Work stemming from Biomedcode’s Board of Directors in 1991 validated TNF as a target for the treatment of Rheumatoid Arthritis (Keffer et al. 1991). Today, anti-TNF biologics constitute a multi-billion market as they have proven to be a great success in the clinical treatment of inflammatory conditions. 

Additional research work from Biomedcode’s Board of  Directors has shown that uncoupling the TNFR1-mediated pro-inflammatory effects of TNF from its TNFR2-mediated immunosuppressive propertieswould be an advantageous approach for the treatment of inflammatory diseases (Kassiotis and Kollias, 2001).

For efficacy evaluation of anti-human TNFR1 therapeutics Biomedcode offers a unique humanized TNFR1 mouse model where the human TNFR1 has functionally replaced the mouse counterpart. This unique proprietary mouse is successfully used by the pharmaceutical industry for the efficient evaluation of anti-human TNFR1 therapeutics in disease models of Arthritis, Multiple Sclerosis and Inflammatory Bowel Disease.

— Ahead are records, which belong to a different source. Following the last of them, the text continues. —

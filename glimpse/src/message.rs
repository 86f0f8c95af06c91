//! Message types for agent-model communication.
//!
//! A [`Message`] is a role plus an ordered list of [`Part`]s. Parts cover
//! plain text, references to remotely ingested files, and the function-call
//! round trip used for tool execution.

use serde::{Deserialize, Serialize};
use serde_json::Value;

/// Role of a message in a conversation.
#[derive(Debug, Clone, Copy, PartialEq, Eq, Hash, Serialize, Deserialize)]
#[serde(rename_all = "lowercase")]
pub enum Role {
    /// End user (also carries tool results back to the model).
    User,
    /// The model.
    Model,
}

impl Role {
    /// Get the string representation of the role.
    #[must_use]
    pub const fn as_str(&self) -> &'static str {
        match self {
            Self::User => "user",
            Self::Model => "model",
        }
    }
}

/// A function call requested by the model.
#[derive(Debug, Clone, PartialEq, Serialize, Deserialize)]
pub struct FunctionCall {
    /// Name of the tool to call.
    pub name: String,
    /// Arguments as a JSON object.
    #[serde(default)]
    pub args: Value,
}

/// One piece of message content.
#[derive(Debug, Clone, PartialEq, Serialize, Deserialize)]
#[serde(tag = "type", rename_all = "snake_case")]
pub enum Part {
    /// Text content.
    Text {
        /// The text.
        text: String,
    },
    /// Reference to a file already ingested by the remote service.
    File {
        /// MIME type of the file.
        mime_type: String,
        /// Service URI of the file.
        uri: String,
    },
    /// A tool invocation requested by the model.
    FunctionCall(FunctionCall),
    /// The result of a tool invocation.
    FunctionResponse {
        /// Name of the tool that produced the result.
        name: String,
        /// Result payload.
        response: Value,
    },
}

impl Part {
    /// Create a text part.
    #[must_use]
    pub fn text(text: impl Into<String>) -> Self {
        Self::Text { text: text.into() }
    }

    /// Create a file reference part.
    #[must_use]
    pub fn file(mime_type: impl Into<String>, uri: impl Into<String>) -> Self {
        Self::File {
            mime_type: mime_type.into(),
            uri: uri.into(),
        }
    }

    /// Create a function response part.
    #[must_use]
    pub fn function_response(name: impl Into<String>, response: Value) -> Self {
        Self::FunctionResponse {
            name: name.into(),
            response,
        }
    }
}

/// A message in a conversation.
#[derive(Debug, Clone, PartialEq, Serialize, Deserialize)]
pub struct Message {
    /// Who produced the message.
    pub role: Role,
    /// Ordered content parts.
    pub parts: Vec<Part>,
}

impl Message {
    /// Create a user message with a single text part.
    #[must_use]
    pub fn user(text: impl Into<String>) -> Self {
        Self {
            role: Role::User,
            parts: vec![Part::text(text)],
        }
    }

    /// Create a user message from parts.
    #[must_use]
    pub const fn user_parts(parts: Vec<Part>) -> Self {
        Self {
            role: Role::User,
            parts,
        }
    }

    /// Create a model message with a single text part.
    #[must_use]
    pub fn model(text: impl Into<String>) -> Self {
        Self {
            role: Role::Model,
            parts: vec![Part::text(text)],
        }
    }

    /// Append a part.
    #[must_use]
    pub fn with_part(mut self, part: Part) -> Self {
        self.parts.push(part);
        self
    }

    /// Concatenated text of all text parts, if any.
    #[must_use]
    pub fn text(&self) -> Option<String> {
        let texts: Vec<&str> = self
            .parts
            .iter()
            .filter_map(|p| match p {
                Part::Text { text } => Some(text.as_str()),
                _ => None,
            })
            .collect();

        if texts.is_empty() {
            None
        } else {
            Some(texts.concat())
        }
    }

    /// Function calls requested in this message, in order.
    #[must_use]
    pub fn function_calls(&self) -> Vec<&FunctionCall> {
        self.parts
            .iter()
            .filter_map(|p| match p {
                Part::FunctionCall(call) => Some(call),
                _ => None,
            })
            .collect()
    }

    /// Number of file references carried by this message.
    #[must_use]
    pub fn file_count(&self) -> usize {
        self.parts
            .iter()
            .filter(|p| matches!(p, Part::File { .. }))
            .count()
    }
}

#[cfg(test)]
mod tests {
    use super::*;

    #[test]
    fn text_concatenates_text_parts_only() {
        let msg = Message::model("Hello, ")
            .with_part(Part::file("image/png", "https://files/1"))
            .with_part(Part::text("world"));
        assert_eq!(msg.text().as_deref(), Some("Hello, world"));
        assert_eq!(msg.file_count(), 1);
    }

    #[test]
    fn text_none_without_text_parts() {
        let msg = Message {
            role: Role::Model,
            parts: vec![Part::FunctionCall(FunctionCall {
                name: "web_search".into(),
                args: serde_json::json!({"query": "rust"}),
            })],
        };
        assert!(msg.text().is_none());
        assert_eq!(msg.function_calls().len(), 1);
        assert_eq!(msg.function_calls()[0].name, "web_search");
    }

    #[test]
    fn role_strings() {
        assert_eq!(Role::User.as_str(), "user");
        assert_eq!(Role::Model.as_str(), "model");
    }
}
//! Gemini ChatProvider implementation.

use async_trait::async_trait;
use tracing::debug;

use crate::chat::{ChatProvider, ChatRequest, ChatResponse, Usage};
use crate::error::Result;
use crate::llms::LlmError;

use super::client::Gemini;
use super::types::GenerateContentResponse;

impl Gemini {
    /// Parse the response into a [`ChatResponse`].
    pub(crate) fn parse_response(response: GenerateContentResponse) -> Result<ChatResponse> {
        let usage = response
            .usage_metadata
            .map(|u| Usage::new(u.prompt_token_count, u.candidates_token_count))
            .unwrap_or_default();

        let Some(candidate) = response.candidates.into_iter().next() else {
            let reason = response
                .prompt_feedback
                .and_then(|f| f.block_reason)
                .unwrap_or_else(|| "empty candidates".to_owned());
            return Err(LlmError::response_format("at least one candidate", reason).into());
        };

        let content = candidate
            .content
            .ok_or_else(|| LlmError::response_format("candidate content", "missing content"))?;

        Ok(ChatResponse {
            message: Self::parse_content(content),
            finish_reason: candidate.finish_reason,
            usage,
        })
    }
}

#[async_trait]
impl ChatProvider for Gemini {
    fn provider_name(&self) -> &'static str {
        Self::PROVIDER
    }

    fn default_model(&self) -> &str {
        self.model()
    }

    async fn chat(&self, request: &ChatRequest) -> Result<ChatResponse> {
        self.require_api_key()?;

        let model = if request.model.is_empty() {
            self.model()
        } else {
            request.model.as_str()
        };
        let url = self.generate_url(model);
        let body = Self::build_body(request);
        debug!(model, messages = request.messages.len(), tools = request.tools.len(), "gemini chat request");

        let response = self
            .authorize(self.client.post(&url))
            .json(&body)
            .send()
            .await
            .map_err(LlmError::from)?;

        let status = response.status();
        if !status.is_success() {
            let error_text = response.text().await.unwrap_or_default();
            return Err(Self::parse_error(status.as_u16(), &error_text).into());
        }

        let response_text = response.text().await.map_err(LlmError::from)?;
        let parsed: GenerateContentResponse = serde_json::from_str(&response_text).map_err(|e| {
            LlmError::response_format(
                "valid Gemini response",
                format!("parse error: {e}, response: {response_text}"),
            )
        })?;

        Self::parse_response(parsed)
    }
}

#[cfg(test)]
#[allow(clippy::unwrap_used)]
mod tests {
    use serde_json::json;

    use super::*;
    use crate::Error;
    use crate::llms::GeminiConfig;
    use crate::message::Role;

    fn parse(value: serde_json::Value) -> Result<ChatResponse> {
        Gemini::parse_response(serde_json::from_value(value).unwrap())
    }

    #[test]
    fn parses_text_and_usage() {
        let response = parse(json!({
            "candidates": [{
                "content": {"role": "model", "parts": [{"text": "A red "}, {"text": "bicycle."}]},
                "finishReason": "STOP"
            }],
            "usageMetadata": {"promptTokenCount": 812, "candidatesTokenCount": 40, "totalTokenCount": 852}
        }))
        .unwrap();

        assert_eq!(response.message.role, Role::Model);
        assert_eq!(response.text().as_deref(), Some("A red bicycle."));
        assert_eq!(response.finish_reason.as_deref(), Some("STOP"));
        assert_eq!(response.usage, Usage::new(812, 40));
    }

    #[test]
    fn parses_function_calls() {
        let response = parse(json!({
            "candidates": [{
                "content": {"role": "model", "parts": [
                    {"functionCall": {"name": "web_search", "args": {"query": "bike prices"}}}
                ]}
            }]
        }))
        .unwrap();

        let calls = response.message.function_calls();
        assert_eq!(calls.len(), 1);
        assert_eq!(calls[0].name, "web_search");
    }

    #[test]
    fn blocked_prompt_is_a_format_error() {
        let err = parse(json!({"promptFeedback": {"blockReason": "SAFETY"}})).unwrap_err();
        assert!(matches!(err, Error::Llm(LlmError::ResponseFormat { ref got, .. }) if got == "SAFETY"));
    }

    #[tokio::test]
    async fn chat_without_key_fails_with_auth() {
        let gemini = Gemini::new(GeminiConfig::default().with_base_url("http://127.0.0.1:9")).unwrap();
        let err = gemini
            .chat(&ChatRequest::new("").message(crate::message::Message::user("hi")))
            .await
            .unwrap_err();
        assert!(matches!(err, Error::Llm(LlmError::Auth { .. })));
    }
}
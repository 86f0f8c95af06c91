//! The agent's function-calling loop.
//!
//! 1. Send the system instruction, conversation and tool declarations
//! 2. If the model asks for function calls, execute them and append results
//! 3. Repeat until the model answers with text or `max_steps` is reached

use async_trait::async_trait;
use serde_json::json;
use tracing::{Instrument, debug, info, info_span, warn};

use crate::chat::{ChatProvider, ChatRequest, Usage};
use crate::error::{Error, Result};
use crate::llms::LlmError;
use crate::message::{FunctionCall, Message, Part};

use super::config::Agent;
use super::{MediaAttachments, Reasoner, RunResponse};

impl Agent {
    /// Build the request for the current step.
    fn build_request(&self, messages: &[Message]) -> ChatRequest {
        let mut request = ChatRequest::new(&self.model).tools(self.tools.definitions());
        if let Some(system) = self.resolve_instructions() {
            request = request.system(system);
        }
        request.messages = messages.to_vec();
        request
    }

    /// Execute one function call and wrap the outcome for the model.
    ///
    /// Tool failures are reported back to the model rather than aborting the run.
    async fn dispatch(&self, call: &FunctionCall) -> Part {
        let span = info_span!("tool", tool.name = %call.name, tool.input = %call.args);
        async {
            match self.tools.call(&call.name, call.args.clone()).await {
                Ok(value) => {
                    debug!("tool call succeeded");
                    Part::function_response(&call.name, json!({ "result": value }))
                }
                Err(e) => {
                    warn!(error = %e, "tool call failed");
                    Part::function_response(&call.name, json!({ "error": e.to_string() }))
                }
            }
        }
        .instrument(span)
        .await
    }

    async fn run_inner(&self, provider: &dyn ChatProvider, prompt: &str, media: &MediaAttachments) -> Result<RunResponse> {
        let mut parts = vec![Part::text(prompt)];
        parts.extend(media.parts());
        let mut messages = vec![Message::user_parts(parts)];
        let mut usage = Usage::default();

        for step in 1..=self.max_steps {
            let request = self.build_request(&messages);
            let response = provider.chat(&request).await?;
            usage += response.usage;

            let calls: Vec<FunctionCall> = response.message.function_calls().into_iter().cloned().collect();
            if calls.is_empty() {
                let content = response.text().ok_or_else(|| {
                    LlmError::response_format(
                        "text or function call",
                        response.finish_reason.as_deref().unwrap_or("empty message"),
                    )
                })?;
                info!(steps = step, tokens = usage.total(), "agent finished");
                return Ok(RunResponse {
                    content,
                    steps: step,
                    usage,
                });
            }

            debug!(step, calls = calls.len(), "model requested tool calls");
            messages.push(response.message);

            let mut results = Vec::with_capacity(calls.len());
            for call in &calls {
                results.push(self.dispatch(call).await);
            }
            messages.push(Message::user_parts(results));
        }

        warn!(max_steps = self.max_steps, "agent exhausted its step budget");
        Err(Error::max_steps(self.max_steps))
    }
}

#[async_trait]
impl Reasoner for Agent {
    async fn run(&self, prompt: &str, media: &MediaAttachments) -> Result<RunResponse> {
        let provider = self.provider.as_deref().ok_or_else(|| {
            LlmError::internal(format!(
                "Agent '{}' has no provider configured. Call .provider() before running.",
                self.name
            ))
        })?;

        let span = info_span!(
            "agent",
            agent.name = %self.name,
            agent.provider = provider.provider_name(),
            agent.max_steps = self.max_steps,
            media.videos = media.videos.len(),
            media.images = media.images.len(),
        );
        self.run_inner(provider, prompt, media).instrument(span).await
    }
}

The hTNFR1KI mice have normal phenotype and can be used in combination to other genetic models (e.g. Tg197hTNFR1KI) or with a variety of induced disease models in order to test the efficacy of anti-human TNFR1 therapeutics.

Bibliography

1.  Keffer J., Probert L., Cazlaris H., Georgopoulos S., Kaslaris E., Kioussis D., Kollias G., 1991, "Transgenic mice expressing human tumour necrosis factor: a predictive genetic model of arthritis", EMBO J., 10, 4025-4031.

2. Kassiotis G, Kollias G. 2001 "Uncoupling the proinflammatory from the immunosuppressive properties of tumor necrosis factor (TNF) at the p55 TNF receptor level: implications for pathogenesis and therapy of autoimmune demyelination", J Exp Med. 193, 427-34.